Similar services may be on the way in the United States and Europe. MasterCard International Inc. has been testing phone-based versions of its PayPass contactless payment technology since 2003, and it may conduct a significant market trial next year.

But there also are more ambitious visions brewing that contemplate the cell phone as a new focal point for managing your personal finances.

The phone would supplant not only credit and debit cards, but also wallets, checkbooks, Web sites, computer programs such as Quicken and online bill payment services such as PayPal or CheckFree.

While the mightiest players in Western banking have yet to embrace that notion, and some are dubious of the appeal, the concept has drawn interest in other regions and may get a tryout here soon.

A small technology company named C-Sam Inc. recently succeeded in launching its OneWallet cell phone platform with corporations in the United Arab Emirates, India and Japan.

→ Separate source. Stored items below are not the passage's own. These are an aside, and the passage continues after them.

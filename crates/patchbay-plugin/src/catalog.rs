// SPDX-FileCopyrightText: 2026 Patchbay Contributors
// SPDX-License-Identifier: MIT OR Apache-2.0

//! Catalog of every installed plugin, regardless of configuration.
//!
//! Official registrations are drawn first, then entry-point discoveries.
//! A name yielded once is never yielded again, so an official plugin always
//! shadows a same-named third-party package.

use std::collections::HashSet;

use patchbay_core::PatchbayError;
use tracing::warn;

use crate::descriptor::PluginDescriptor;
use crate::source::{EntrypointSource, OfficialSource, PluginSource};

/// All installed plugins, merged across sources.
#[derive(Debug)]
pub struct PluginCatalog {
    official: OfficialSource,
    entrypoints: EntrypointSource,
}

impl PluginCatalog {
    pub fn new(official: OfficialSource, entrypoints: EntrypointSource) -> Self {
        Self {
            official,
            entrypoints,
        }
    }

    /// The officially registered source, for bootstrap registration.
    pub fn official(&self) -> &OfficialSource {
        &self.official
    }

    pub fn entrypoints(&self) -> &EntrypointSource {
        &self.entrypoints
    }

    /// Sources in priority order.
    fn sources(&self) -> [&dyn PluginSource; 2] {
        [&self.official, &self.entrypoints]
    }

    /// Lazily iterate installed plugins, deduplicated by name.
    ///
    /// Every call starts a fresh discovery pass. Load failures are yielded in
    /// place and do not stop the caller from pulling further items.
    pub fn iter_installed(
        &self,
    ) -> impl Iterator<Item = Result<PluginDescriptor, PatchbayError>> + '_ {
        let mut seen = HashSet::new();
        self.sources()
            .into_iter()
            .flat_map(|source| source.iter_installed())
            .filter(move |item| match item {
                Ok(descriptor) => {
                    if seen.insert(descriptor.name().to_string()) {
                        true
                    } else {
                        warn!(
                            plugin = %descriptor.name(),
                            origin = %descriptor.origin(),
                            "plugin shadowed by an earlier source with the same name"
                        );
                        false
                    }
                }
                Err(_) => true,
            })
    }

    /// Names of every installed plugin, in discovery order.
    pub fn installed_names(&self) -> Result<Vec<String>, PatchbayError> {
        self.iter_installed()
            .map(|item| item.map(|descriptor| descriptor.name().to_string()))
            .collect()
    }

    /// True iff `name` is installed.
    ///
    /// Performs a full discovery pass; nothing is indexed between calls, so
    /// packages installed since the previous call are seen.
    pub fn is_installed(&self, name: &str) -> Result<bool, PatchbayError> {
        Ok(self.installed_names()?.iter().any(|installed| installed == name))
    }

    /// Look up a single installed plugin by name.
    pub fn get(&self, name: &str) -> Result<Option<PluginDescriptor>, PatchbayError> {
        for item in self.iter_installed() {
            let descriptor = item?;
            if descriptor.name() == name {
                return Ok(Some(descriptor));
            }
        }
        Ok(None)
    }

    /// Installed plugins whose name contains `query` (case-insensitive).
    ///
    /// An empty query returns every installed plugin.
    pub fn search(&self, query: &str) -> Result<Vec<PluginDescriptor>, PatchbayError> {
        let query_lower = query.to_lowercase();
        self.iter_installed()
            .filter(|item| match item {
                Ok(descriptor) => descriptor.name().to_lowercase().contains(&query_lower),
                Err(_) => true,
            })
            .collect()
    }
}
// SPDX-FileCopyrightText: 2026 Patchbay Contributors
// SPDX-License-Identifier: MIT OR Apache-2.0

//! Post-deserialization validation for configuration values.
//!
//! The configuration is schemaless, so only the keys Patchbay owns are
//! checked here.

use crate::diagnostic::ConfigError;
use crate::model::{Config, PLUGINS_KEY};
use patchbay_core::ConfigValue;

/// Validate a loaded configuration for semantic correctness.
///
/// Returns `Ok(())` if all validations pass, or `Err(Vec<ConfigError>)` with
/// all collected validation errors (does not fail fast).
pub fn validate_config(config: &Config) -> Result<(), Vec<ConfigError>> {
    let mut errors = Vec::new();

    match config.get(PLUGINS_KEY) {
        None => {}
        Some(ConfigValue::Array(items)) => {
            for (i, item) in items.iter().enumerate() {
                match item.as_str() {
                    Some(name) if name.trim().is_empty() => {
                        errors.push(ConfigError::Validation {
                            message: format!("{PLUGINS_KEY}[{i}] must not be empty"),
                        });
                    }
                    Some(_) => {}
                    None => errors.push(ConfigError::InvalidType {
                        key: format!("{PLUGINS_KEY}[{i}]"),
                        detail: format!("found `{item}`"),
                        expected: "a plugin name string".to_string(),
                    }),
                }
            }
        }
        Some(other) => errors.push(ConfigError::InvalidType {
            key: PLUGINS_KEY.to_string(),
            detail: format!("found `{other}`"),
            expected: "a list of plugin names".to_string(),
        }),
    }

    for key in config.as_map().keys() {
        if key.trim().is_empty() {
            errors.push(ConfigError::Validation {
                message: "configuration keys must not be empty".to_string(),
            });
        }
    }

    if errors.is_empty() {
        Ok(())
    } else {
        Err(errors)
    }
}

#[cfg(test)]
mod tests {
    use super::*;
    use serde_json::json;

    #[test]
    fn empty_config_validates() {
        assert!(validate_config(&Config::default()).is_ok());
    }

    #[test]
    fn plugin_list_validates() {
        let mut config = Config::new();
        config.set(PLUGINS_KEY, json!(["alpha", "beta"]));
        assert!(validate_config(&config).is_ok());
    }

    #[test]
    fn scalar_plugins_fails_validation() {
        let mut config = Config::new();
        config.set(PLUGINS_KEY, json!("alpha"));
        let errors = validate_config(&config).unwrap_err();
        assert!(
            errors
                .iter()
                .any(|e| matches!(e, ConfigError::InvalidType { key, .. } if key == PLUGINS_KEY))
        );
    }

    #[test]
    fn collects_every_bad_entry() {
        let mut config = Config::new();
        config.set(PLUGINS_KEY, json!(["", 5, "ok"]));
        let errors = validate_config(&config).unwrap_err();
        assert_eq!(errors.len(), 2);
        assert!(errors.iter().any(
            |e| matches!(e, ConfigError::Validation { message } if message.contains("PLUGINS[0]"))
        ));
        assert!(
            errors
                .iter()
                .any(|e| matches!(e, ConfigError::InvalidType { key, .. } if key == "PLUGINS[1]"))
        );
    }
}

Executives for the Chicago-based company assert they're about to sign on one of the biggest U.S. banks and one of the nation's top issuers of store-brand credit cards to conduct trials of the platform, which can be used to manage a variety of accounts and transactions from a cell phone.

In the United Arab Emirates, OneWallet is being marketed by U.A.E. Exchange as a convenience to that nation's huge work force of expatriates from India who regularly wire money home. So far, there are about 400 users.

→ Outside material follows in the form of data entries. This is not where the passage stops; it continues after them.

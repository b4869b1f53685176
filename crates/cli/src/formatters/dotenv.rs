//! Env-file formatter implementation.
//!
//! Output is keyed by constant name (`DB_HOST`, not `WORDPRESS_DB_HOST`) and can be
//! sourced by a POSIX shell.

use anyhow::Result;
use std::fmt::Write;

use crate::formatters::{Constants, Formatter};

/// `NAME=value` formatter.
pub struct EnvFormatter;

impl Formatter for EnvFormatter {
    fn format_constants(&self, constants: &Constants) -> Result<String> {
        let mut out = String::new();
        for (name, value) in constants {
            writeln!(out, "{}={}", name, shell_quote(&value.to_string()))?;
        }
        Ok(out)
    }
}

/// Single-quote `value` unless it only contains shell-safe characters.
fn shell_quote(value: &str) -> String {
    let safe = !value.is_empty()
        && value
            .chars()
            .all(|c| c.is_ascii_alphanumeric() || "_-.,:/@%+=".contains(c));
    if safe {
        value.to_string()
    } else {
        format!("'{}'", value.replace('\'', r"'\''"))
    }
}
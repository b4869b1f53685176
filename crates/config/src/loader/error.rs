//! Error types for configuration loading.
//!
//! Responsibilities:
//! - Define the failures of configuration loading and constant definition.
//!
//! Does NOT handle:
//! - Missing or empty environment variables: those are normal control flow
//!   that selects a default or leaves an optional key undefined.
//!
//! Invariants:
//! - Redefining a constant is fatal; callers must not continue with a
//!   partially applied configuration.
//! - Dotenv errors NEVER include raw .env line contents to prevent secret leakage.

use std::io::ErrorKind;
use thiserror::Error;

/// Errors that can occur during configuration loading.
#[derive(Error, Debug)]
pub enum ConfigError {
    /// A constant was defined a second time.
    #[error("Constant {name} already defined")]
    AlreadyDefined { name: String },

    /// The process-wide configuration was initialized a second time.
    #[error("Process configuration already initialized")]
    AlreadyInitialized,

    /// Failed to parse the `.env` file due to invalid syntax.
    ///
    /// SAFETY: This error only includes the byte index of the parse failure,
    /// NOT the offending line content, to prevent leaking secrets.
    #[error(
        "Failed to parse .env file at position {error_index}. Hint: set DOTENV_DISABLED=1 to skip .env loading"
    )]
    DotenvParse { error_index: usize },

    /// Failed to read the `.env` file due to an I/O error.
    #[error("Failed to read .env file: {kind}")]
    DotenvIo { kind: ErrorKind },

    /// Unknown dotenv error (future variants from dotenvy crate).
    ///
    /// SAFETY: This error does not include any raw dotenv content.
    #[error("Failed to load .env file. Hint: set DOTENV_DISABLED=1 to skip .env loading")]
    DotenvUnknown,
}

impl ConfigError {
    /// True for the write-once violations (`AlreadyDefined`, `AlreadyInitialized`).
    pub fn is_redefinition(&self) -> bool {
        matches!(
            self,
            ConfigError::AlreadyDefined { .. } | ConfigError::AlreadyInitialized
        )
    }
}
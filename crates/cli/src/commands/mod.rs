//! Command implementations.
//!
//! Each command takes an already-resolved `Config` and returns the text to
//! print on stdout.

pub mod check;
pub mod get;
pub mod show;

Despite the logic of tying all your financial dealings to a device that many people keep by their side at all times, major credit card companies don't see the phone as a convenient nerve center for managing finances.

The card companies' main goal is to drive more spending - and card transaction fees - by making the phone a quick way to pay with a single designated account.

The technology is already gathering momentum without being installed in phones: In May, JPMorgan Chase & Co. announced plans for a mass-market rollout of MasterCard and Visa cards with a radio chip, starting this summer in Atlanta with nearly 1 million of the cards going out to consumers.

Likewise, major merchants, led by McDonald's Corp. and 7-Eleven Inc., are already installing radio terminals over which customers can flash these new-age plastic cards.